Trust and Distrust
A friend sent this article to me for my opinion so I am sharing it with you. I reserved my opinion for a date in the future. What do you think? I think the pics are very interesting
Trust is the foundation that marriage rests upon, but when it is broken, it often remains that way. A spouse can forgive, but that painful experience will lurk in the offended spouse’s mind. They won’t want to let down their guards for fear that it could happen again. For some, it is easier to forgive than to forget. Trusting and getting hurt is bad enough. Who wants to walk blindly and chance it to happen again? It is not uncommon for a wounded spouse to put up barriers of protection.
Distrust is very common between the spouses when one has cheated. Distrust is like padding to lessen the blow if cheating happens again. It is hoarded like rare coins and not easy to give up. On the other hand, it is certainly not impossible to trust again, but it usually does not happen easily or quickly.

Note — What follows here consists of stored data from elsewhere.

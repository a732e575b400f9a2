//! Per-target health state machine.

use std::collections::HashMap;
use std::sync::{PoisonError, RwLock};

use super::model::{Status, TargetState, TransitionEvent};
use crate::probe::ProbeOutcome;

/// Turns probe outcomes into transition events.
///
/// The first outcome for a target only establishes its baseline. Unless
/// `alert_on_baseline_down` is set, no event is produced for it even when
/// the target starts out down.
#[derive(Debug, Default)]
pub struct StatusTracker {
    states: RwLock<HashMap<String, TargetState>>,
    alert_on_baseline_down: bool,
}

impl StatusTracker {
    pub fn new(alert_on_baseline_down: bool) -> Self {
        Self {
            states: RwLock::new(HashMap::new()),
            alert_on_baseline_down,
        }
    }

    /// Record an outcome and return the transition it caused, if any.
    pub fn observe(&self, outcome: ProbeOutcome) -> Option<TransitionEvent> {
        let mut states = self.states.write().unwrap_or_else(PoisonError::into_inner);
        let state = states.entry(outcome.target_name.clone()).or_default();

        let previous = state.current_status;
        let new_status = Status::from_healthy(outcome.healthy);

        if previous == new_status {
            state.last_outcome = Some(outcome);
            return None;
        }

        state.current_status = new_status;
        state.last_transition_at = Some(outcome.observed_at);
        state.last_outcome = Some(outcome.clone());

        let alert = match previous {
            Status::Unknown => self.alert_on_baseline_down && new_status == Status::Down,
            _ => true,
        };
        if !alert {
            return None;
        }

        Some(TransitionEvent {
            target_name: outcome.target_name.clone(),
            previous_status: previous,
            new_status,
            triggering_outcome: outcome,
        })
    }

    /// Copy of all observed states.
    pub fn snapshot(&self) -> HashMap<String, TargetState> {
        self.states
            .read()
            .unwrap_or_else(PoisonError::into_inner)
            .clone()
    }
}

#[cfg(test)]
mod tests {
    use super::*;
    use crate::probe::FailureReason;

    fn healthy(name: &str) -> ProbeOutcome {
        ProbeOutcome::up(name, 200, 12.5)
    }

    fn unhealthy(name: &str) -> ProbeOutcome {
        ProbeOutcome::down(name, FailureReason::Timeout)
    }

    #[test]
    fn test_first_observation_is_baseline() {
        let tracker = StatusTracker::default();
        assert!(tracker.observe(healthy("a")).is_none());
        assert!(tracker.observe(unhealthy("b")).is_none());

        assert_eq!(tracker.snapshot()["a"].current_status, Status::Up);
        let b = tracker.snapshot()["b"].clone();
        assert_eq!(b.current_status, Status::Down);
        assert!(b.last_transition_at.is_some());
    }

    #[test]
    fn test_up_up_down_emits_one_event() {
        let tracker = StatusTracker::default();
        assert!(tracker.observe(healthy("t")).is_none());
        assert!(tracker.observe(healthy("t")).is_none());

        let third = unhealthy("t");
        let event = tracker.observe(third.clone()).expect("down transition");
        assert_eq!(event.target_name, "t");
        assert_eq!(event.previous_status, Status::Up);
        assert_eq!(event.new_status, Status::Down);
        assert_eq!(event.triggering_outcome, third);
    }

    #[test]
    fn test_stable_status_updates_last_outcome_only() {
        let tracker = StatusTracker::default();
        tracker.observe(unhealthy("t"));
        let first_transition = tracker.snapshot()["t"].last_transition_at;

        let mut later = unhealthy("t");
        later.failure_reason = Some(FailureReason::ConnectionError);
        assert!(tracker.observe(later.clone()).is_none());

        let state = tracker.snapshot()["t"].clone();
        assert_eq!(state.current_status, Status::Down);
        assert_eq!(state.last_transition_at, first_transition);
        assert_eq!(state.last_outcome, Some(later));
    }

    #[test]
    fn test_every_flip_emits_exactly_one_event() {
        let tracker = StatusTracker::default();
        tracker.observe(healthy("t"));

        let seq = [false, false, true, true, false, true];
        let events: Vec<_> = seq
            .iter()
            .filter_map(|&h| tracker.observe(if h { healthy("t") } else { unhealthy("t") }))
            .collect();

        let directions: Vec<_> = events
            .iter()
            .map(|e| (e.previous_status, e.new_status))
            .collect();
        assert_eq!(
            directions,
            vec![
                (Status::Up, Status::Down),
                (Status::Down, Status::Up),
                (Status::Up, Status::Down),
                (Status::Down, Status::Up),
            ]
        );
    }

    #[test]
    fn test_targets_are_independent() {
        let tracker = StatusTracker::default();
        tracker.observe(healthy("a"));
        tracker.observe(unhealthy("b"));

        assert!(tracker.observe(healthy("b")).is_some());
        assert!(tracker.observe(healthy("a")).is_none());
        assert_eq!(tracker.snapshot().len(), 2);
    }

    #[test]
    fn test_baseline_down_alert_when_enabled() {
        let tracker = StatusTracker::new(true);
        let event = tracker.observe(unhealthy("t")).expect("baseline alert");
        assert_eq!(event.previous_status, Status::Unknown);
        assert_eq!(event.new_status, Status::Down);

        // Baseline up still never alerts
        assert!(tracker.observe(healthy("u")).is_none());
    }
}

One victim of cheating said that, after she reconciled with her husband, the effects of infidelity were like a beautiful wedding cake that had been snatched by a starving dog that got away with the tier, the crowning part of the cake. Getting the trust back was as likely as finding that dog and hoping that he would regurgitate the tier intact. The remaining cake was still beautiful, but the unforgettable tier, the most attractive layer, could be forever gone and sorely missed. How could a loving spouse take such beauty away from a loved one he promised to cherish? Such pain is often indescribable.